When planning your installation, take into account hardware requirements for your installation. IBM® Spectrum Conductor is supported on x86-based servers and IBM PowerLinux servers.

The following tables list the minimum system requirements for running IBM Spectrum Conductor in both evaluation and production environments. You may have extra requirements (such as extra CPU and RAM) depending on the instance groups that will run on the hosts, especially for compute hosts that run workload.

Tip: We suggest that you disable real-time anti-virus software and any defragmentation software. These tools cause poor performance and instability, especially on management hosts and create various problems if they lock files while scanning them. Also, schedule virus scanning during cluster downtime.

Hardware requirements for evaluation

Table 1. Minimum hardware requirements for evaluation
Requirement Management hosts Compute hosts
CPU power At least 2.4 GHz At least 2.4 GHz
RAM 24 GB 8 GB
Disk space to install 12 GB 12 GB
Additional disk space (for instance group packages, logs, etc.) Can be 30 GB for a large cluster 1 GB*N slots + sum of service package sizes (including dependencies)

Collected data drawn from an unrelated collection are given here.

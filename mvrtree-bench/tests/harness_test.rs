use std::fs;
use std::path::Path;

use mvrtree::{DiskStorage, MVRTree, MultiVersionIndex, PageBuffer};
use mvrtree_bench::config::{parse_properties, BenchConfig};
use mvrtree_bench::data_gen::{Clock, WorkloadGenerator};
use mvrtree_bench::visitors::{IoAccountingVisitor, IoStats};
use mvrtree_bench::{run_main, Harness, HarnessError, Invocation};
use rand::rngs::StdRng;
use rand::SeedableRng;
use tempfile::{tempdir, TempDir};

#[ctor::ctor]
fn init() {
    colog::init();
}

fn write_config(dir: &TempDir, text: &str) -> String {
    let path = dir.path().join("index.cfg");
    fs::write(&path, text).unwrap();
    path.to_string_lossy().into_owned()
}

fn index_name(dir: &TempDir) -> String {
    dir.path().join("bench").to_string_lossy().into_owned()
}

fn build(dir: &TempDir, queries: u64, insertions: u64, config: &str) -> Invocation {
    Invocation::Build {
        index_name: index_name(dir),
        query_count: queries,
        insertion_count: insertions,
        config_path: config.into(),
    }
}

fn ids(out: &[u8]) -> Vec<u64> {
    String::from_utf8(out.to_vec())
        .unwrap()
        .lines()
        .map(|line| line.parse().unwrap())
        .collect()
}

const CONFIG: &str = "Dimension 2\nIndexCapacity 10\nLeafCapacity 20\nFillFactor 0.7\nTight 1\n";

#[test]
fn test_build_then_reopen_keeps_extent() {
    let dir = tempdir().unwrap();
    let config = write_config(&dir, CONFIG);

    let (mut out, mut err) = (Vec::new(), Vec::new());
    let built = Harness::seeded(BenchConfig::default(), 11)
        .run(&build(&dir, 20, 500, &config), &mut out, &mut err)
        .unwrap();

    assert!(Path::new(&format!("{}.mvrtree", index_name(&dir))).exists());
    assert_eq!(built.operations, 520);
    assert!(built.time > 0);
    assert!(built.io.leaf_node_visits > 0);
    assert!(built.io.index_node_visits > 0);
    assert!(ids(&out).iter().all(|id| *id < 500));

    let extent = built.extent.unwrap();
    assert!(extent.valid_from <= 1);
    assert_eq!(extent.valid_to, built.time);
    assert!(extent.low.iter().all(|v| *v >= 0.0));
    assert!(extent.high.iter().all(|v| *v < 1.1));

    let stats = String::from_utf8(err).unwrap();
    assert!(stats.contains("Operations: 520"));
    assert!(stats.contains("Number of data: 500"));
    assert!(stats.contains("Leaf capacity: 20"));

    let (mut out, mut err) = (Vec::new(), Vec::new());
    let reopened = Harness::seeded(BenchConfig::default(), 12)
        .run(
            &Invocation::Reopen {
                index_name: index_name(&dir),
                query_count: 15,
            },
            &mut out,
            &mut err,
        )
        .unwrap();

    assert_eq!(reopened.extent, built.extent);
    assert_eq!(reopened.time, built.time);
    assert_eq!(reopened.operations, 15);
    assert!(ids(&out).iter().all(|id| *id < 500));
}

#[test]
fn test_io_counts_grow_with_queries() {
    let dir = tempdir().unwrap();
    let config = write_config(&dir, CONFIG);

    let (mut out, mut err) = (Vec::new(), Vec::new());
    let few = Harness::seeded(BenchConfig::default(), 3)
        .run(&build(&dir, 1, 300, &config), &mut out, &mut err)
        .unwrap();

    let (mut out, mut err) = (Vec::new(), Vec::new());
    let many = Harness::seeded(BenchConfig::default(), 3)
        .run(&build(&dir, 50, 300, &config), &mut out, &mut err)
        .unwrap();

    // each query reads at least the root
    assert!(few.io.total() >= 1);
    assert!(many.io.index_node_visits >= 50);
    assert!(many.io.total() > few.io.total());
}

#[test]
fn test_io_stats_accumulate_query_by_query() {
    let dir = tempdir().unwrap();
    let storage = DiskStorage::create(dir.path().join("bench.mvrtree")).unwrap();
    let buffer = PageBuffer::new(storage, 10);
    let tree = MVRTree::create(buffer, &parse_properties(CONFIG)).unwrap();

    let generator = WorkloadGenerator::default();
    let mut rng = StdRng::seed_from_u64(21);
    let mut clock = Clock::new();
    for id in 0..400u64 {
        let region = generator.next_insertion_region(&mut rng, &mut clock);
        tree.insert_data(&[1], &region, id).unwrap();
    }

    let mut out = Vec::new();
    let mut visitor = IoAccountingVisitor::new(&mut out);
    let mut previous = IoStats::default();
    for _ in 0..100 {
        let query = generator.next_query_region(&mut rng, &clock).unwrap();
        tree.intersects_with_query(&query, &mut visitor).unwrap();

        let current = visitor.stats();
        assert!(current.index_node_visits >= previous.index_node_visits);
        assert!(current.leaf_node_visits >= previous.leaf_node_visits);
        // the root is read by every query
        assert!(current.total() > previous.total());
        previous = current;
    }

    let total = visitor.finish().unwrap();
    assert_eq!(total, previous);
    assert!(ids(&out).iter().all(|id| *id < 400));
}

#[test]
fn test_zero_insertions_skips_queries() {
    let dir = tempdir().unwrap();
    let config = write_config(&dir, CONFIG);

    let (mut out, mut err) = (Vec::new(), Vec::new());
    let report = Harness::seeded(BenchConfig::default(), 5)
        .run(&build(&dir, 10, 0, &config), &mut out, &mut err)
        .unwrap();

    assert_eq!(report.time, 0);
    assert_eq!(report.operations, 0);
    assert_eq!(report.io.total(), 0);
    assert!(report.extent.is_none());
    assert!(out.is_empty());
    assert!(String::from_utf8(err).unwrap().contains("Indexed space: empty"));
}

#[test]
fn test_clock_follows_generator() {
    let dir = tempdir().unwrap();
    let config = write_config(&dir, CONFIG);
    let generator = WorkloadGenerator {
        advance_probability: 1.0,
        ..WorkloadGenerator::default()
    };

    let (mut out, mut err) = (Vec::new(), Vec::new());
    let report = Harness::seeded(BenchConfig::default(), 8)
        .with_generator(generator)
        .run(&build(&dir, 3, 40, &config), &mut out, &mut err)
        .unwrap();

    assert_eq!(report.time, 40);
    let extent = report.extent.unwrap();
    assert_eq!((extent.valid_from, extent.valid_to), (1, 40));
}

#[test]
fn test_missing_config_fails_create() {
    let dir = tempdir().unwrap();
    let missing = dir.path().join("nope.cfg").to_string_lossy().into_owned();

    let (mut out, mut err) = (Vec::new(), Vec::new());
    let result = Harness::seeded(BenchConfig::default(), 1).run(
        &build(&dir, 1, 10, &missing),
        &mut out,
        &mut err,
    );

    assert!(matches!(result, Err(HarnessError::Engine(_))));
    assert!(String::from_utf8(err).unwrap().contains("nope.cfg"));
}

#[test]
fn test_reopen_missing_index_fails() {
    let dir = tempdir().unwrap();
    let args = vec!["prog".to_string(), index_name(&dir), "3".to_string()];

    let (mut out, mut err) = (Vec::new(), Vec::new());
    assert_eq!(run_main(&args, &mut out, &mut err), -1);
    assert!(String::from_utf8(err).unwrap().contains("index error"));
}

#[test]
fn test_wrong_arity_exits_with_usage() {
    let args: Vec<String> = ["prog", "idx", "10", "20"].iter().map(|s| s.to_string()).collect();

    let (mut out, mut err) = (Vec::new(), Vec::new());
    assert_eq!(run_main(&args, &mut out, &mut err), -1);

    let text = String::from_utf8(err).unwrap();
    assert!(text.starts_with("Usage: prog"));
    assert!(out.is_empty());
}

#[test]
fn test_bad_count_is_unknown_error() {
    let args: Vec<String> = ["prog", "idx", "many"].iter().map(|s| s.to_string()).collect();

    let (mut out, mut err) = (Vec::new(), Vec::new());
    assert_eq!(run_main(&args, &mut out, &mut err), -1);
    assert!(String::from_utf8(err).unwrap().contains("unknown error"));
}

#[test]
fn test_run_main_build_and_reopen() {
    let dir = tempdir().unwrap();
    let config = write_config(&dir, CONFIG);
    let name = index_name(&dir);

    let build_args = vec![
        "prog".to_string(),
        name.clone(),
        "5".to_string(),
        "100".to_string(),
        config,
    ];
    let (mut out, mut err) = (Vec::new(), Vec::new());
    assert_eq!(run_main(&build_args, &mut out, &mut err), 0);

    let reopen_args = vec!["prog".to_string(), name, "5".to_string()];
    let (mut out, mut err) = (Vec::new(), Vec::new());
    assert_eq!(run_main(&reopen_args, &mut out, &mut err), 0);
    assert!(String::from_utf8(err).unwrap().contains("Operations: 5"));
}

Hardware requirements for production

Table 2. Minimum hardware requirements for production
Requirement Management hosts Compute hosts Notes
Cores used 8 1 or more Choose a modern processor with multiple cores. Common clusters use two to eight core machines. When it comes to choosing between faster CPUs or more cores, it is recommended to choose hosts with more cores.
CPU power At least 2.4 GHz At least 2.4 GHz
RAM 64 GB 32 GB In general, the more memory your hosts have, the better performance is.
Disk space to install 12 GB 12 GB Use at least this amount of disk space for installation.

The file system must not be mounted with the nosuid option if you want to set setuid to root for the cluster administrator user.

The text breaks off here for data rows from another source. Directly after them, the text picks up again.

use std::cell::RefCell;
use std::collections::HashMap;
use std::rc::Rc;

use crate::value::Value;

#[derive(Debug, Clone, Copy, PartialEq, Eq)]
pub enum FrameKind {
    /// The top-level program body. Behaves as the outermost function
    /// frame for write resolution.
    Script,
    /// Created per call; encloses the chain captured at definition.
    Function,
    /// Created per `if`/`while` body entry (one per loop iteration).
    /// Transparent for names already bound in the same function.
    Block,
}

/// One frame of the local tier. Frames are reference-counted because a
/// closure keeps its captured chain alive past the call that created it,
/// and every closure from the same scope shares the same mutable frame.
#[derive(Debug)]
pub struct Environment {
    kind: FrameKind,
    values: RefCell<HashMap<String, Value>>,
    enclosing: Option<Rc<Environment>>,
}

impl Environment {
    pub fn script() -> Rc<Self> {
        Rc::new(Environment {
            kind: FrameKind::Script,
            values: RefCell::new(HashMap::new()),
            enclosing: None,
        })
    }

    pub fn function(captured: Rc<Environment>) -> Rc<Self> {
        Rc::new(Environment {
            kind: FrameKind::Function,
            values: RefCell::new(HashMap::new()),
            enclosing: Some(captured),
        })
    }

    pub fn block(parent: Rc<Environment>) -> Rc<Self> {
        Rc::new(Environment {
            kind: FrameKind::Block,
            values: RefCell::new(HashMap::new()),
            enclosing: Some(parent),
        })
    }

    /// Read resolution: the whole lexical chain, block frames through
    /// the owning function frame through every captured enclosing
    /// function. The global frame and native table are consulted by the
    /// evaluator after this returns `None`.
    pub fn get(&self, name: &str) -> Option<Value> {
        if let Some(value) = self.values.borrow().get(name) {
            return Some(value.clone());
        }
        self.enclosing.as_ref().and_then(|outer| outer.get(name))
    }

    /// Binds directly in this frame. Used for parameters and for names
    /// a block introduces for the first time.
    pub fn define(&self, name: impl Into<String>, value: Value) {
        self.values.borrow_mut().insert(name.into(), value);
    }

    /// Write resolution for a bare name. Searches only up to the owning
    /// function (or script) frame; an existing binding there is mutated
    /// in place, which is what lets loop bodies update accumulators. A
    /// name bound nowhere in that stretch is created in this innermost
    /// frame. Bindings of enclosing functions are never touched, so an
    /// inner function's assignment shadows instead of leaking outward.
    pub fn assign(&self, name: &str, value: Value) {
        let mut frame = self;
        loop {
            if frame.values.borrow().contains_key(name) {
                frame.values.borrow_mut().insert(name.to_string(), value);
                return;
            }
            if frame.kind != FrameKind::Block {
                break;
            }
            match frame.enclosing.as_deref() {
                Some(outer) => frame = outer,
                None => break,
            }
        }
        self.define(name, value);
    }
}

/// The single global frame, addressed exclusively through `$` names.
/// Owned by the interpreter instance rather than the process, so
/// independent runs can coexist.
#[derive(Debug, Default)]
pub struct Globals {
    values: RefCell<HashMap<String, Value>>,
}

impl Globals {
    pub fn new() -> Self {
        Globals::default()
    }

    pub fn get(&self, name: &str) -> Option<Value> {
        self.values.borrow().get(name).cloned()
    }

    pub fn set(&self, name: impl Into<String>, value: Value) {
        self.values.borrow_mut().insert(name.into(), value);
    }
}

#[cfg(test)]
mod tests {
    use super::*;

    fn num(n: f64) -> Value {
        Value::Number(n)
    }

    #[test]
    fn block_frames_are_transparent_for_existing_bindings() {
        let script = Environment::script();
        script.define("sum", num(0.0));
        let block = Environment::block(script.clone());
        block.assign("sum", num(5.0));
        assert_eq!(script.get("sum"), Some(num(5.0)));
        assert!(block.values.borrow().get("sum").is_none());
    }

    #[test]
    fn new_names_in_a_block_stay_in_the_block() {
        let script = Environment::script();
        let block = Environment::block(script.clone());
        block.assign("tmp", num(1.0));
        assert_eq!(block.get("tmp"), Some(num(1.0)));
        assert_eq!(script.get("tmp"), None);
    }

    #[test]
    fn writes_do_not_cross_a_function_boundary() {
        let script = Environment::script();
        script.define("x", Value::str("outer"));
        let call = Environment::function(script.clone());
        call.assign("x", Value::str("inner"));
        assert_eq!(call.get("x"), Some(Value::str("inner")));
        assert_eq!(script.get("x"), Some(Value::str("outer")));
    }

    #[test]
    fn reads_see_through_the_function_boundary() {
        let script = Environment::script();
        script.define("free", num(7.0));
        let call = Environment::function(script.clone());
        assert_eq!(call.get("free"), Some(num(7.0)));
    }

    #[test]
    fn shared_frames_observe_each_others_writes() {
        let script = Environment::script();
        script.define("counter", num(0.0));
        let a = Environment::function(script.clone());
        let b = Environment::function(script.clone());
        // Both calls resolve the same captured frame.
        script.assign("counter", num(3.0));
        assert_eq!(a.get("counter"), Some(num(3.0)));
        assert_eq!(b.get("counter"), Some(num(3.0)));
    }

    #[test]
    fn globals_are_a_separate_tier() {
        let globals = Globals::new();
        globals.set("score", num(10.0));
        assert_eq!(globals.get("score"), Some(num(10.0)));
        assert_eq!(globals.get("missing"), None);
    }
}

Additional disk space (for instance group packages, logs, etc.) Can be 30 GB for a large cluster 1 GB*N slots + sum of service package sizes (including dependencies) Disk space requirements depend on the number of instance groups and the Spark applications that you run. Long running applications, such as notebooks and streaming applications, can generate huge amounts of data that is stored in Elasticsearch. What your applications log can also increase disk usage. Consider all these factors when estimating disk space requirements for your production cluster. For optimal performance, look at tuning how long to keep application monitoring data based on your needs.

Software requirements

IBM Spectrum Conductor 2.4.1 supports GPU applications on Red Hat Enterprise Linux, and Linux on POWER compute hosts in clusters with any supported Linux and Linux on POWER primary hosts.
  • Supported GPU compute compatibility levels: 1.0, 1.1, 1.2, 1.3, 2.0, or later.
  • Supported CUDA APIs:
    • Red Hat Enterprise Linux 6.4 and later supports CUDA 8.0 or later.
    • POWER8 LE with Red Hat Enterprise Linux 7.2 supports CUDA 8.0 or later.

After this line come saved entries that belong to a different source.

use std::fmt;

/// Every way a program can go wrong, load-time and run-time alike.
///
/// The first three are fatal: the program never starts. The rest are
/// recorded while execution continues and the offending expression
/// degrades to `null`.
#[derive(Debug, Clone, Copy, PartialEq, Eq)]
pub enum DiagnosticKind {
    LexError,
    IndentationError,
    ParseError,
    TypeError,
    ReferenceError,
    RangeError,
    DivisionError,
}

impl DiagnosticKind {
    pub fn as_str(&self) -> &'static str {
        match self {
            DiagnosticKind::LexError => "LexError",
            DiagnosticKind::IndentationError => "IndentationError",
            DiagnosticKind::ParseError => "ParseError",
            DiagnosticKind::TypeError => "TypeError",
            DiagnosticKind::ReferenceError => "ReferenceError",
            DiagnosticKind::RangeError => "RangeError",
            DiagnosticKind::DivisionError => "DivisionError",
        }
    }

    /// Fatal kinds abort loading; the rest are fault-tolerant.
    pub fn is_fatal(&self) -> bool {
        matches!(
            self,
            DiagnosticKind::LexError | DiagnosticKind::IndentationError | DiagnosticKind::ParseError
        )
    }
}

impl fmt::Display for DiagnosticKind {
    fn fmt(&self, f: &mut fmt::Formatter<'_>) -> fmt::Result {
        f.write_str(self.as_str())
    }
}

#[derive(Debug, Clone, PartialEq)]
pub struct Diagnostic {
    pub kind: DiagnosticKind,
    pub message: String,
    pub line: u32,
    pub column: u32,
}

impl Diagnostic {
    pub fn new(kind: DiagnosticKind, message: impl Into<String>, line: u32, column: u32) -> Self {
        Diagnostic {
            kind,
            message: message.into(),
            line,
            column,
        }
    }
}

impl fmt::Display for Diagnostic {
    fn fmt(&self, f: &mut fmt::Formatter<'_>) -> fmt::Result {
        write!(
            f,
            "{}: {} (line {}, column {})",
            self.kind, self.message, self.line, self.column
        )
    }
}

#[cfg(test)]
mod tests {
    use super::*;

    #[test]
    fn display_includes_position() {
        let d = Diagnostic::new(DiagnosticKind::TypeError, "cannot add list and number", 3, 7);
        assert_eq!(
            d.to_string(),
            "TypeError: cannot add list and number (line 3, column 7)"
        );
    }

    #[test]
    fn only_load_kinds_are_fatal() {
        assert!(DiagnosticKind::IndentationError.is_fatal());
        assert!(DiagnosticKind::ParseError.is_fatal());
        assert!(!DiagnosticKind::DivisionError.is_fatal());
        assert!(!DiagnosticKind::ReferenceError.is_fatal());
    }
}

User access of client machines to cluster hosts

Spark workload runs on non-management hosts in your cluster. As a result, the Apache Spark UI and RESTful APIs that are available from Spark applications and the Spark history server must be accessible to your end-users. This access is also required for any notebooks that you configure for use with IBM Spectrum Conductor.

If the hosts and the ports used are not accessible from your client machines, you can encounter errors when you access notebooks and Spark UIs. The management hosts also must be able to access these hosts and the ports used.

Heap considerations for the Elastic Stack

The default Elasticsearch installation uses 10 GB heap for the Elasticsearch services and 4 GB for Logstash service, which satisfies the 24 GB of RAM for IBM Spectrum Conductor system requirements. If your hosts have more than 24 GB memory and you have a need to increase the heap (for example, for system performance reasons), you can increase the Elasticsearch and Logstash heap sizes in IBM Spectrum Conductor according to Tuning the heap sizes for Elasticsearch and Logstash to accommodate heavy load.